Records to use →
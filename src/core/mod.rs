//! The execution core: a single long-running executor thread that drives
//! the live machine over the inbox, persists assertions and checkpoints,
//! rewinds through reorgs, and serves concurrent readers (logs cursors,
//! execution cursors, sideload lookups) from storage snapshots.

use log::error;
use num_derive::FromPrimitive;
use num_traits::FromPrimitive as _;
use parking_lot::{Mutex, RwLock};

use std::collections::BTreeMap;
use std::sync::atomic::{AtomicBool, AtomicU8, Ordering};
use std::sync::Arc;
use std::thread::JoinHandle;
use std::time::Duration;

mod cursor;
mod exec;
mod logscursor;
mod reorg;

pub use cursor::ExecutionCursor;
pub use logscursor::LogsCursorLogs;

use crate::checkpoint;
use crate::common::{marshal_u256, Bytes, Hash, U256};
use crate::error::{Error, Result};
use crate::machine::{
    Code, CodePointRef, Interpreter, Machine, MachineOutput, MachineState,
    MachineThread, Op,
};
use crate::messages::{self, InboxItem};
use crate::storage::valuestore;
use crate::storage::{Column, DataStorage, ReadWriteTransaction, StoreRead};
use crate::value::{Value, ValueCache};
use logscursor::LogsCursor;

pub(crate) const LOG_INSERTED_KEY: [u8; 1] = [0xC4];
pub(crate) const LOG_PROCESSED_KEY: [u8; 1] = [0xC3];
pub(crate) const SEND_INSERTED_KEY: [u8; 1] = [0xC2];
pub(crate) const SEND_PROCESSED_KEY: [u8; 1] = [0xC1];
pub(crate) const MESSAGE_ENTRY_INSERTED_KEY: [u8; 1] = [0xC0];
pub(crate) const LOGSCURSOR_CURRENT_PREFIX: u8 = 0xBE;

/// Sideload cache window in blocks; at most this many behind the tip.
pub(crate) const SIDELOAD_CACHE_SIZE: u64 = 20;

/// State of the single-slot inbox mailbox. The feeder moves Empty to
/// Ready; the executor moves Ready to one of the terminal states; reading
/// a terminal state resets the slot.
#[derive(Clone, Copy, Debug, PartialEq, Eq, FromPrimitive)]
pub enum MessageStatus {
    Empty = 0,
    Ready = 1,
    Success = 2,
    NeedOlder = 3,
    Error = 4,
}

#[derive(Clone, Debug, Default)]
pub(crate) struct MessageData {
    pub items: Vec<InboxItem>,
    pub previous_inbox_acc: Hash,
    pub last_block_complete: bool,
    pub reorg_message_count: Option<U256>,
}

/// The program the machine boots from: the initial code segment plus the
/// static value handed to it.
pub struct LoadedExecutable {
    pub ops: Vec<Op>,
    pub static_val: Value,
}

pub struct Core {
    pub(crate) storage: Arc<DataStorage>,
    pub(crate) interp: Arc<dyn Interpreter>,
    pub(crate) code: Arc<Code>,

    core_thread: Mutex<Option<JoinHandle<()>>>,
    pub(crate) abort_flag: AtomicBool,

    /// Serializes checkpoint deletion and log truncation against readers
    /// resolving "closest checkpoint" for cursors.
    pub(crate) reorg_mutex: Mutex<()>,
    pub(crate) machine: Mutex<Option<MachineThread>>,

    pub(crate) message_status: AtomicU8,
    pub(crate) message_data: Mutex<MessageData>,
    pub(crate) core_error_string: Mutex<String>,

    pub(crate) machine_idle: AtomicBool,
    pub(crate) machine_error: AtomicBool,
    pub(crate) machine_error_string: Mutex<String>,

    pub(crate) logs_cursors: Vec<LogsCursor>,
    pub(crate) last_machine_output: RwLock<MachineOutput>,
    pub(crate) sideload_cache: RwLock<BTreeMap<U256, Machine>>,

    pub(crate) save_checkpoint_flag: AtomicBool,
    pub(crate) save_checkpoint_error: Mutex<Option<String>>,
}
* * *
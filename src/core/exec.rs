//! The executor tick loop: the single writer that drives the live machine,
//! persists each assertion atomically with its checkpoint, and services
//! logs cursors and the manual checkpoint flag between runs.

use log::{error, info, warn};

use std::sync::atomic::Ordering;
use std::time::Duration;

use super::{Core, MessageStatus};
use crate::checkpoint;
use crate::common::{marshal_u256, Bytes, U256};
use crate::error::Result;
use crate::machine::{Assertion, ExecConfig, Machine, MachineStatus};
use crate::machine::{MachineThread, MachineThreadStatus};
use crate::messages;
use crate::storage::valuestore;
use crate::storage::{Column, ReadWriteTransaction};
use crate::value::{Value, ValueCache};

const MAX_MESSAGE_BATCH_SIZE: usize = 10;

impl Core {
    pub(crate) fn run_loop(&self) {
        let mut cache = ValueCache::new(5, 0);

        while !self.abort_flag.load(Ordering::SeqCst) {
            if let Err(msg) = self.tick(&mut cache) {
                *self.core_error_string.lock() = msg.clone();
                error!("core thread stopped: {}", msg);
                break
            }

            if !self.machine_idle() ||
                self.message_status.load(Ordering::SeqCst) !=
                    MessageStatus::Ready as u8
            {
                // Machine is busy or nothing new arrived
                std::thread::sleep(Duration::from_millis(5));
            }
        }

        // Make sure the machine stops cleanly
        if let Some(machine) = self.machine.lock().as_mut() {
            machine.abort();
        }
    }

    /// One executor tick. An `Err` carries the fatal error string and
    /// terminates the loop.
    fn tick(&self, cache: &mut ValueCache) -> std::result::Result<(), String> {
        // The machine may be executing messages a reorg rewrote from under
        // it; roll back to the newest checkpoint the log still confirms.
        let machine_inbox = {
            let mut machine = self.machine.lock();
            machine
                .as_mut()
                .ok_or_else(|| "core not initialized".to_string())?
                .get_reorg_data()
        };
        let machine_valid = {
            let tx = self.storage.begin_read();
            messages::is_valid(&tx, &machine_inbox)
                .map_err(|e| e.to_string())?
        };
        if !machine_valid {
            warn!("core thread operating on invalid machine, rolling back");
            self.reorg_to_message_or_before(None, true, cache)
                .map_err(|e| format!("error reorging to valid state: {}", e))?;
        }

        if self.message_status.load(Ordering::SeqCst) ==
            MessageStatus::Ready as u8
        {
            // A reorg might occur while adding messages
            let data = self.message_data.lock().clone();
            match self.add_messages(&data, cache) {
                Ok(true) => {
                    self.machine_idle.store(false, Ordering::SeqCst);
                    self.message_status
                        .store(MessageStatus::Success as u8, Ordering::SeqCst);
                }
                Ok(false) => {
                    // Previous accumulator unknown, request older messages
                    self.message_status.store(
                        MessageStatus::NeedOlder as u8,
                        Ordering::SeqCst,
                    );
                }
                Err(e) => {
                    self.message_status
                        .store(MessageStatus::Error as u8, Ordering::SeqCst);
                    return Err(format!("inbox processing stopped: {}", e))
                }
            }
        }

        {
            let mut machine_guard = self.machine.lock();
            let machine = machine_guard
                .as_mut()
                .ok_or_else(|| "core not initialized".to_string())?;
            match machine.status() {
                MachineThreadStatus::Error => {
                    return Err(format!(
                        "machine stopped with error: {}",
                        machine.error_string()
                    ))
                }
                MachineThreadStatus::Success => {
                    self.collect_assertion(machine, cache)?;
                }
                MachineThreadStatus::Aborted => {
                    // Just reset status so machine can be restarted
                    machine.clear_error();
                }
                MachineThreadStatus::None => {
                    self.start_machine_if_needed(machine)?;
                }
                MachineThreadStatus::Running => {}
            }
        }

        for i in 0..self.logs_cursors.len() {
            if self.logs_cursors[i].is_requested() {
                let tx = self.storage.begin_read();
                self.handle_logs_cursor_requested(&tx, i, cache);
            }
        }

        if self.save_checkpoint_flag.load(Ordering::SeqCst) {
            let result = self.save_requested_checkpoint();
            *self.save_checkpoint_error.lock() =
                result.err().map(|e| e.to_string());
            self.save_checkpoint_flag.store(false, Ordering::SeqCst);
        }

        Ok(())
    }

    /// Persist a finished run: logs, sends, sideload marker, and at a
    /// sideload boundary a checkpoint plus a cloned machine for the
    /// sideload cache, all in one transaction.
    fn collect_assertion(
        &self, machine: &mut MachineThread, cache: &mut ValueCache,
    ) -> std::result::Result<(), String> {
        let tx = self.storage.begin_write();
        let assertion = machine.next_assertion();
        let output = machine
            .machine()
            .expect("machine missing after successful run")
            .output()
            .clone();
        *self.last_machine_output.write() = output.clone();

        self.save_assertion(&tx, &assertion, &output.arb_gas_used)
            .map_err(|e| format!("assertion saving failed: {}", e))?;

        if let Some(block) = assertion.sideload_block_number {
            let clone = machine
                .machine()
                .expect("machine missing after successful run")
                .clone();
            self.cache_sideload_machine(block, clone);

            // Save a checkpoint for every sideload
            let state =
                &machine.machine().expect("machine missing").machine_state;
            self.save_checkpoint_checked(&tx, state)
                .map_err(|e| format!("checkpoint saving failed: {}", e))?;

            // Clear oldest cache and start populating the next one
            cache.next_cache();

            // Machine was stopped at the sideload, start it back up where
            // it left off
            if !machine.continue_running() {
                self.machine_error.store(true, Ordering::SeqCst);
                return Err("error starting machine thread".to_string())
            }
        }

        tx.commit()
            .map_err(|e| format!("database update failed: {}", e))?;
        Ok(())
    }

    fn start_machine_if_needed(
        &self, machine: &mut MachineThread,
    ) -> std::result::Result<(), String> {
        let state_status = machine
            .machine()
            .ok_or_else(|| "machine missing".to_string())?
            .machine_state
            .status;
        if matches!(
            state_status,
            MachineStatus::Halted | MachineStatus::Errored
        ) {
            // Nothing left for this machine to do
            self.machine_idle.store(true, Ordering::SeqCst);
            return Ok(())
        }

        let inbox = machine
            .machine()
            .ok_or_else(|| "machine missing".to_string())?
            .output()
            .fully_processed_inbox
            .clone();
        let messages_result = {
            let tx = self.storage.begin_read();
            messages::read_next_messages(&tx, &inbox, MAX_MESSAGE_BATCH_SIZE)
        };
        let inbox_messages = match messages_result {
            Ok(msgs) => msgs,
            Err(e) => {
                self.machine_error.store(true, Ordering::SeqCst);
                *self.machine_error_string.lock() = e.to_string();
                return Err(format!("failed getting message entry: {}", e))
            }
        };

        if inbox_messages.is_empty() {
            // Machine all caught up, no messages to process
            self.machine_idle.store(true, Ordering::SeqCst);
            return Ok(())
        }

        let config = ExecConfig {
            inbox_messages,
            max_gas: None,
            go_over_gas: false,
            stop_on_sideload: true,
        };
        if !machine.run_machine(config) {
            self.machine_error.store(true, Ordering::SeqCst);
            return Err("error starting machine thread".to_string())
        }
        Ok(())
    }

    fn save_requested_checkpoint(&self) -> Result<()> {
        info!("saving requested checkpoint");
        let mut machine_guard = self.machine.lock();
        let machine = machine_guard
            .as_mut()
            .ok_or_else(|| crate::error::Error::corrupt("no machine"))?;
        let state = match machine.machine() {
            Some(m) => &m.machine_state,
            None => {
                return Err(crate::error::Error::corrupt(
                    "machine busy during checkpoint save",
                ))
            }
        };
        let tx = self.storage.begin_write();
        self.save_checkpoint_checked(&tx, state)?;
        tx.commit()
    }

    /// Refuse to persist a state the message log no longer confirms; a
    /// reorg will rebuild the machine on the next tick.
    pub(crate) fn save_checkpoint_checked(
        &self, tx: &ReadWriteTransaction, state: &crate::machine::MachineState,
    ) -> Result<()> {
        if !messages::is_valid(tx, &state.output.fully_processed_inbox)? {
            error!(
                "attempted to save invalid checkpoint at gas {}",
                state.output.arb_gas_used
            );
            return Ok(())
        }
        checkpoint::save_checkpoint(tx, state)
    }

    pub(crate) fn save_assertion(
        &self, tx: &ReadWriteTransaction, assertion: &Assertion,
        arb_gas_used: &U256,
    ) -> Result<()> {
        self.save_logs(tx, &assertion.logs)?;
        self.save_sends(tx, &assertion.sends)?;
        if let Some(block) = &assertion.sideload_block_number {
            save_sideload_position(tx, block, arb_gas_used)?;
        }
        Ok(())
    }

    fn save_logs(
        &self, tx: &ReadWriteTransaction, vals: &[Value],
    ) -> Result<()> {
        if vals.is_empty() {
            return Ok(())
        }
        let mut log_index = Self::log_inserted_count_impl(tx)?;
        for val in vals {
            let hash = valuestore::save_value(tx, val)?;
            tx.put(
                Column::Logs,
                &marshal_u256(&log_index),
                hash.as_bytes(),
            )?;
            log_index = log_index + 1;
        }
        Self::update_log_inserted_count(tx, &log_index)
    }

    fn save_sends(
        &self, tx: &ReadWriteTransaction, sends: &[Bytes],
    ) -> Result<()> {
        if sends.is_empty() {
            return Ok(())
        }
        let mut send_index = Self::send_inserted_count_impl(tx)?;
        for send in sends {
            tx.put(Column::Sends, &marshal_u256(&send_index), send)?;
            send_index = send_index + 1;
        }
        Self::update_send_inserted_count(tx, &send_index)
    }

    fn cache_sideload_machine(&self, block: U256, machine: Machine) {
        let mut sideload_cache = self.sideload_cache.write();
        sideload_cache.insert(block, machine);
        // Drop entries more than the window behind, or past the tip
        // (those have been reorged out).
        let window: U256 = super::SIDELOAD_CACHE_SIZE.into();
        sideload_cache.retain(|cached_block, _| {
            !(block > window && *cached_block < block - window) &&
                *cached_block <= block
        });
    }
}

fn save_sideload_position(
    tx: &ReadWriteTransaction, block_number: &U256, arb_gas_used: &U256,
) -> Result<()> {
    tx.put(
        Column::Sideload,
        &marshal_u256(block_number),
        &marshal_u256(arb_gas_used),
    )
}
--
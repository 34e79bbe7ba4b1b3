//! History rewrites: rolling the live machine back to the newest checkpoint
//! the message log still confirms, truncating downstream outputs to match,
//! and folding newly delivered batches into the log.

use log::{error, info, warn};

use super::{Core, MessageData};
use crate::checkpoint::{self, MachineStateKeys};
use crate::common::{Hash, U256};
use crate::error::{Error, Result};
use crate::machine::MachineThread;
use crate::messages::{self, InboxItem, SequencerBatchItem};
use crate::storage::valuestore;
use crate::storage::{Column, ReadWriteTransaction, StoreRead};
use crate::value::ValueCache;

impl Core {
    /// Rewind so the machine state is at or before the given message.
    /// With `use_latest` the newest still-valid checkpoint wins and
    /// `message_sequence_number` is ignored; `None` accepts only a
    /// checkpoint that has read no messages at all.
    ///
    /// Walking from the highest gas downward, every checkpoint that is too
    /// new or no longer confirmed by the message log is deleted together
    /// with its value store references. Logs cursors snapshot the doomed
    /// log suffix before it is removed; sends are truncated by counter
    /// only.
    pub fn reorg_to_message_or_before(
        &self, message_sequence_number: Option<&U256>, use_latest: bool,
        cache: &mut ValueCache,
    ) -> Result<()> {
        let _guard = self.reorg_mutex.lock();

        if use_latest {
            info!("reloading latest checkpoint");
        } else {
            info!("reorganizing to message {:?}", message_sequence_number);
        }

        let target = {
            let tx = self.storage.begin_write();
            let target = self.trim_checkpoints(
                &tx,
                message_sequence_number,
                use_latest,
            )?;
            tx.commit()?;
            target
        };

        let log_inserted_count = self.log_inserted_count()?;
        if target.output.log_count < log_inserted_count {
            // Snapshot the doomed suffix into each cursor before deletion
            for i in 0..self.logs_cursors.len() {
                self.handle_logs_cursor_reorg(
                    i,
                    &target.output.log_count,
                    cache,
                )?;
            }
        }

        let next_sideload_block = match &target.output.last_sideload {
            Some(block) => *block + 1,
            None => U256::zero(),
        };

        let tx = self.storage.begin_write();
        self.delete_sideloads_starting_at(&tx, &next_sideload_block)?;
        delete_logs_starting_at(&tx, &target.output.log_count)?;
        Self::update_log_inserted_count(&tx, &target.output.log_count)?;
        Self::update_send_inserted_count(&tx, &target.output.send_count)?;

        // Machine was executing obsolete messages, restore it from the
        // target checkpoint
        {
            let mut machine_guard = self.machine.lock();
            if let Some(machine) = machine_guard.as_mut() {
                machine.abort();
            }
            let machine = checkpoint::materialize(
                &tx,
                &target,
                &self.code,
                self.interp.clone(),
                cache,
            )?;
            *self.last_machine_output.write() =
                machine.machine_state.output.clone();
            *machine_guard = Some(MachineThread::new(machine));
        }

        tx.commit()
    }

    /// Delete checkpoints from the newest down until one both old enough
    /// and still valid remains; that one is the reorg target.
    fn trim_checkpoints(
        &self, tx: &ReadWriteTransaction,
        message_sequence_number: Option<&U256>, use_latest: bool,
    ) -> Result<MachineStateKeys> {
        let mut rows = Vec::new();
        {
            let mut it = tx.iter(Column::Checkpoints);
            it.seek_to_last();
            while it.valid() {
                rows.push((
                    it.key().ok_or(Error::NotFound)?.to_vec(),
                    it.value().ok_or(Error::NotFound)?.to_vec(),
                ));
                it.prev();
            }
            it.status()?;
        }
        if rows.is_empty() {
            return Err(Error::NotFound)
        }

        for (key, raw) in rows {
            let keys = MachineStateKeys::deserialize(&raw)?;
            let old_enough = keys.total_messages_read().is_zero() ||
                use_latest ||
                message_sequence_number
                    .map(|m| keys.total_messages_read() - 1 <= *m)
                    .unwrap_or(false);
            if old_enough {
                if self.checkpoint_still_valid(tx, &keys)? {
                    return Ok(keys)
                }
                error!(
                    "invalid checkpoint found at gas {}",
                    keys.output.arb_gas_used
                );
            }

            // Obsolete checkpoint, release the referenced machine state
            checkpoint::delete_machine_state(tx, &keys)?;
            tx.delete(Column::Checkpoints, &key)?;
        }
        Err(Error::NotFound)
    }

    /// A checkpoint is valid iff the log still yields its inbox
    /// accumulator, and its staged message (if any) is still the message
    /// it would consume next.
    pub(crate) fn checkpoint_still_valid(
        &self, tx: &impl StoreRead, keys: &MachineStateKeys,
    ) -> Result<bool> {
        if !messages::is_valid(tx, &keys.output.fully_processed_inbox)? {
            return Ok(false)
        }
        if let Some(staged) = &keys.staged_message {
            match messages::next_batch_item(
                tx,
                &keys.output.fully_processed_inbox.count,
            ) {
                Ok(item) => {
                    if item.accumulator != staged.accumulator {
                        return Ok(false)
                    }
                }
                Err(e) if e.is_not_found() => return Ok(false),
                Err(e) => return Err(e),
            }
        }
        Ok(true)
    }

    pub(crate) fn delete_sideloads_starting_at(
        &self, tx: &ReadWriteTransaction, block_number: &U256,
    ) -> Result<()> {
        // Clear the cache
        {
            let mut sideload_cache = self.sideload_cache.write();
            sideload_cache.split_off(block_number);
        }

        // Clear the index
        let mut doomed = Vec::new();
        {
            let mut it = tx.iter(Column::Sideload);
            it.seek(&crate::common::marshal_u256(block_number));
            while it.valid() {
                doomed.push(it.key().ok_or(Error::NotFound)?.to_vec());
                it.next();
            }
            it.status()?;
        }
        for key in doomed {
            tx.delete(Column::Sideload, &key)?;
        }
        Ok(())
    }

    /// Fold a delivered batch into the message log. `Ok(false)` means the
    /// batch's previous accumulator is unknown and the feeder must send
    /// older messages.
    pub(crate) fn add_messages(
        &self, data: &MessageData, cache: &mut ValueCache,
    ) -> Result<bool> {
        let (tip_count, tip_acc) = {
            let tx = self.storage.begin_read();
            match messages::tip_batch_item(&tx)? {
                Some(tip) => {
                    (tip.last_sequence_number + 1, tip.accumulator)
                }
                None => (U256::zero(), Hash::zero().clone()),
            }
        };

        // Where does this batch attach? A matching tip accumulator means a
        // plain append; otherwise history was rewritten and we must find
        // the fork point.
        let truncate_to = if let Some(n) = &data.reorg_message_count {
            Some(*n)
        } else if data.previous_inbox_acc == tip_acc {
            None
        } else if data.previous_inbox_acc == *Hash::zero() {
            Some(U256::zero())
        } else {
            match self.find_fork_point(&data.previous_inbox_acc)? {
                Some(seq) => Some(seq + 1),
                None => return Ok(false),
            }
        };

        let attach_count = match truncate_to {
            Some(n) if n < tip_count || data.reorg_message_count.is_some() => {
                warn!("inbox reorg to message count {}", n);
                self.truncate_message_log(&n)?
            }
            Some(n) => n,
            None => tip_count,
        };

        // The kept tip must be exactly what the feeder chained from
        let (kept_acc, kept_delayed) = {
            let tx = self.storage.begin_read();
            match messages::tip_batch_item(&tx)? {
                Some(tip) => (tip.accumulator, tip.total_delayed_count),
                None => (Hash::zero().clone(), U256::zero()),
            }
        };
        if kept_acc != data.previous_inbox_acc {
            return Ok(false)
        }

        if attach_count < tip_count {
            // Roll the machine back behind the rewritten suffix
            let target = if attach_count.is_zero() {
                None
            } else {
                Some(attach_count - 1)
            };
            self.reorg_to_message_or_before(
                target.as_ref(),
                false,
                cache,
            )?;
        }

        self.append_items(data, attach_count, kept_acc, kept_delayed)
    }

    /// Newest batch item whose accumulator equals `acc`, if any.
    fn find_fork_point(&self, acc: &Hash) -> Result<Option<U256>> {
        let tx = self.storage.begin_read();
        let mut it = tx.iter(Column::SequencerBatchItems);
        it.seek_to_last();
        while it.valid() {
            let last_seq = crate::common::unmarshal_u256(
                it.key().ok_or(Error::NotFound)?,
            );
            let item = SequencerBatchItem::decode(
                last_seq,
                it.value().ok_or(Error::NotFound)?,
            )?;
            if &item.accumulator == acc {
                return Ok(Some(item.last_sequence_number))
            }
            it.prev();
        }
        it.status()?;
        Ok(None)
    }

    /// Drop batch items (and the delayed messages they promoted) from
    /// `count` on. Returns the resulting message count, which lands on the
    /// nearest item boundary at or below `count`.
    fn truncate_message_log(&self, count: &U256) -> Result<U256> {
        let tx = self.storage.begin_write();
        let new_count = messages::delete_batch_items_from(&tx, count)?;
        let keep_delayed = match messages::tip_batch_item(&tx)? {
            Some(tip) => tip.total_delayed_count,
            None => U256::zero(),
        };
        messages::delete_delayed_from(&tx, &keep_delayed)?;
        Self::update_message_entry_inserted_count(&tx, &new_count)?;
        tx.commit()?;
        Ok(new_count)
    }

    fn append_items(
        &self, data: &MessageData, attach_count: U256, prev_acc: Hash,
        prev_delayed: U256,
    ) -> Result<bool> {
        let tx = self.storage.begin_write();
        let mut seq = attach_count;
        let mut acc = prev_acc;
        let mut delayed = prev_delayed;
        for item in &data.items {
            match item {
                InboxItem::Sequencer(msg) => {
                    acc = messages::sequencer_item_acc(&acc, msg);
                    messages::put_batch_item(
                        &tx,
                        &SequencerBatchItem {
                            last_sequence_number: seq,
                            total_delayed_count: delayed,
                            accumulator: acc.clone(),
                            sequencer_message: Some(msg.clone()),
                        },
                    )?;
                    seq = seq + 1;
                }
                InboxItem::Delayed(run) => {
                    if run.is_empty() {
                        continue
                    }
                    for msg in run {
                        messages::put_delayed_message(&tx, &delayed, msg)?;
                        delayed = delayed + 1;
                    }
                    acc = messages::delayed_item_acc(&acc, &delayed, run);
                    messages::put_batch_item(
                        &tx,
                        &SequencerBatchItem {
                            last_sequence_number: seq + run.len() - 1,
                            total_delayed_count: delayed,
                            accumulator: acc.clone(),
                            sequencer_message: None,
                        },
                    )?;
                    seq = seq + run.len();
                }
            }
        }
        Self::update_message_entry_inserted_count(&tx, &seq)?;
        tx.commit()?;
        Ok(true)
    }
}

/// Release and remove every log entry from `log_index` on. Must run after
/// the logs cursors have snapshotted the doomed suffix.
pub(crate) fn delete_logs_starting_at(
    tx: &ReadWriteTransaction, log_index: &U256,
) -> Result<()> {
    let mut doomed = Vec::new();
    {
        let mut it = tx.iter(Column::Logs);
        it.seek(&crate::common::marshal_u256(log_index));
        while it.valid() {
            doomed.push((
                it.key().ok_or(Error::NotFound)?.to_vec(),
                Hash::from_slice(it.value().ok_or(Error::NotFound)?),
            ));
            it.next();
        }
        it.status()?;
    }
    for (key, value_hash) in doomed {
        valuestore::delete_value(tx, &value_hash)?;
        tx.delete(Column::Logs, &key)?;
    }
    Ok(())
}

Exercise goal →
Your answer should be all lines from the data that contain "into".

Exercise response →
        let window: U256 = super::SIDELOAD_CACHE_SIZE.into();
//! and folding newly delivered batches into the log.
            // Snapshot the doomed suffix into each cursor before deletion
    /// Fold a delivered batch into the message log. `Ok(false)` means the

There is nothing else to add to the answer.